__Exercise__:
Pick out each line of the records in which the word "async" appears.

____

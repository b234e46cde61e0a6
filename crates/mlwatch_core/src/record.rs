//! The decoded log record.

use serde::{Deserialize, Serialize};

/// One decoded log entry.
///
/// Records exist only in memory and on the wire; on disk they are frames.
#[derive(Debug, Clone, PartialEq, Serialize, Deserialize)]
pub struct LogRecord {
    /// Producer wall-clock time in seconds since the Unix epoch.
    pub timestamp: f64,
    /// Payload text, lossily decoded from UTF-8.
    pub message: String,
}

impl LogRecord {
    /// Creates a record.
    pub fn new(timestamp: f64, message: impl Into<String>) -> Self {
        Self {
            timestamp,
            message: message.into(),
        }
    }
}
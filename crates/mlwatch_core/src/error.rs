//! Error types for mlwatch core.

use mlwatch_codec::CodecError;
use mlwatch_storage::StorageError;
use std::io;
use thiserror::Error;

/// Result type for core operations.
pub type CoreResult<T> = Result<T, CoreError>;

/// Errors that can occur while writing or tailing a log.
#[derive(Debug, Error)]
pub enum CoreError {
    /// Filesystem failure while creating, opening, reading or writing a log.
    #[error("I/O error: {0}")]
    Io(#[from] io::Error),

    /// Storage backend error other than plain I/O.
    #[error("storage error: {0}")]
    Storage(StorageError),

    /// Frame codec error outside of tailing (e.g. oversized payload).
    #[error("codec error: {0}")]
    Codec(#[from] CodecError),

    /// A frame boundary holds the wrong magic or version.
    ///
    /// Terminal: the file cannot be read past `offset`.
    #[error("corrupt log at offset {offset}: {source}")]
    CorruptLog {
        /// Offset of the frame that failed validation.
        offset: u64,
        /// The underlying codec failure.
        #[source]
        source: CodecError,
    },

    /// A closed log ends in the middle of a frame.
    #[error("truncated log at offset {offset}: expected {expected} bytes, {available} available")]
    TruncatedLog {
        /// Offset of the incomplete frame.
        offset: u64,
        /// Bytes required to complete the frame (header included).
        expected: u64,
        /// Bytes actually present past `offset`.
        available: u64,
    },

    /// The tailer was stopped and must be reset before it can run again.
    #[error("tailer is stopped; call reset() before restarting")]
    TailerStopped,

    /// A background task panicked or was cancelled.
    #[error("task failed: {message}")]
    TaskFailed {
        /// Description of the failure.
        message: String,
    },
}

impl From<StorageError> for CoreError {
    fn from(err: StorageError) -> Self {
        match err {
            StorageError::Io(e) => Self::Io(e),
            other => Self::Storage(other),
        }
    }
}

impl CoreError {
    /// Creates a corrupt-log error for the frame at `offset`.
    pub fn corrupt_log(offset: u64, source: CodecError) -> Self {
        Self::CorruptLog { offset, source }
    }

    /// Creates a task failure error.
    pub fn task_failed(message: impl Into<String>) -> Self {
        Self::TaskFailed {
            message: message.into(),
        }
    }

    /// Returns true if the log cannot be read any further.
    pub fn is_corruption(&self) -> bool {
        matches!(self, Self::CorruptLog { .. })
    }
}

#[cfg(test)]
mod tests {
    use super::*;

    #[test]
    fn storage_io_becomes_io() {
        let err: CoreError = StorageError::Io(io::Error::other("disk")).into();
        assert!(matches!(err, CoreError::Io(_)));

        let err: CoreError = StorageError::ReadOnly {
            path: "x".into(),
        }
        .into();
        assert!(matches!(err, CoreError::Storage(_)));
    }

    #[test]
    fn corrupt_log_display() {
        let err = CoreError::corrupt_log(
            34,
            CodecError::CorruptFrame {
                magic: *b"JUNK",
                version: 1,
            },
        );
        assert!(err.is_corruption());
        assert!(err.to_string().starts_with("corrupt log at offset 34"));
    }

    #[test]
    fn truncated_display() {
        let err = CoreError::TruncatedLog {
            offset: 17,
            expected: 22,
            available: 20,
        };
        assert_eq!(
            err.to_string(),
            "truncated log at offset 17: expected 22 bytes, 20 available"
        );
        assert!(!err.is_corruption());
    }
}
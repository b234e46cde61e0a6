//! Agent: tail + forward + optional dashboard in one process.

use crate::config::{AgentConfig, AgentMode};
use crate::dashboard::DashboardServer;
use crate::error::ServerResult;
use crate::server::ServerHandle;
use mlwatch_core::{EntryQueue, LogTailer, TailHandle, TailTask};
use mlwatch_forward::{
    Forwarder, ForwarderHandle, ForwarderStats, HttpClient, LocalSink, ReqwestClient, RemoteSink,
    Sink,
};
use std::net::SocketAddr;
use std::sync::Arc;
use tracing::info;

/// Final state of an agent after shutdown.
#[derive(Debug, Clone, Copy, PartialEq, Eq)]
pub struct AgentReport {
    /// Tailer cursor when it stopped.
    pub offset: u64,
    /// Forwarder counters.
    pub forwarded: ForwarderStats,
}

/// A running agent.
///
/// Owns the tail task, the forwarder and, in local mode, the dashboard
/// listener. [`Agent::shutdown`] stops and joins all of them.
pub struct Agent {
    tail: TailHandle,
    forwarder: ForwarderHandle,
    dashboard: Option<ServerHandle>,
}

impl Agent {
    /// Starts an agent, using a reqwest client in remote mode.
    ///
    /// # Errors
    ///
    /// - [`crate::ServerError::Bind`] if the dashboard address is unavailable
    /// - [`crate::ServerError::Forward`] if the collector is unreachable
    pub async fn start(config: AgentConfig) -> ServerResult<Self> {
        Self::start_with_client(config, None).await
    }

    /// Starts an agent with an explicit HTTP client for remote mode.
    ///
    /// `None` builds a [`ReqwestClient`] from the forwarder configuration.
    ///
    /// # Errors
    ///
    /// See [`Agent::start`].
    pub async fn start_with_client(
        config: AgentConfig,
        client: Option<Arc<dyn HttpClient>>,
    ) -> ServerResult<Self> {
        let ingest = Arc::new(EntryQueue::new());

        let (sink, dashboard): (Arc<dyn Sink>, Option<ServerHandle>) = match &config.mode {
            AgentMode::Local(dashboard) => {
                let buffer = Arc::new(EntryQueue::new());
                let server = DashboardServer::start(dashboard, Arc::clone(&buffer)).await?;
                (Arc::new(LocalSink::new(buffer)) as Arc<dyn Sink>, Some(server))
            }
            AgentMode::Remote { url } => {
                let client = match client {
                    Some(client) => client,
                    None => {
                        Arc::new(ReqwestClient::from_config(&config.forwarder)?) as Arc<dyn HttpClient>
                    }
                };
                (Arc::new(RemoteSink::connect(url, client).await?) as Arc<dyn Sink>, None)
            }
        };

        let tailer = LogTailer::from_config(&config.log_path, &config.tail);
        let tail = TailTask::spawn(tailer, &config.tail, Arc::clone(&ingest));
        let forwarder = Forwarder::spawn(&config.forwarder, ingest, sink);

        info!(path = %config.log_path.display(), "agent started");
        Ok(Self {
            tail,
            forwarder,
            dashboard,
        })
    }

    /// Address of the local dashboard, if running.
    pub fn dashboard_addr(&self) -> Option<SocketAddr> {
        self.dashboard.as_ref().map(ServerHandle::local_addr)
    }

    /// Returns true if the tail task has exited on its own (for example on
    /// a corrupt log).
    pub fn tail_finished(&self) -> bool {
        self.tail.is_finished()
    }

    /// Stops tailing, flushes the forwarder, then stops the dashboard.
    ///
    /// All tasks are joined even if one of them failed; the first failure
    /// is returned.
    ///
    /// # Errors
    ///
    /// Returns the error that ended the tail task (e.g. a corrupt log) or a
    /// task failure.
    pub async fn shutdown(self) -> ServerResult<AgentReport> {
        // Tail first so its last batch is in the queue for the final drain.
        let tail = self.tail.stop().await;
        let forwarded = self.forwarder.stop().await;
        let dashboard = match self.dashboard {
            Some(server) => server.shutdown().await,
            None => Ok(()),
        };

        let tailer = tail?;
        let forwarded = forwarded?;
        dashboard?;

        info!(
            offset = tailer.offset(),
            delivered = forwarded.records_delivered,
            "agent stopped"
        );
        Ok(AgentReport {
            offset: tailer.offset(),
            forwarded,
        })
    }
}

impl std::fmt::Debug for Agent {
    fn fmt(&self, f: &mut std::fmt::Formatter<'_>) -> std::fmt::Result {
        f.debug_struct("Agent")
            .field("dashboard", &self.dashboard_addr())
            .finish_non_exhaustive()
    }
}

____

__Exercise result__:
    pub async fn start(config: AgentConfig) -> ServerResult<Self> {
    pub async fn start_with_client(
    pub async fn shutdown(self) -> ServerResult<AgentReport> {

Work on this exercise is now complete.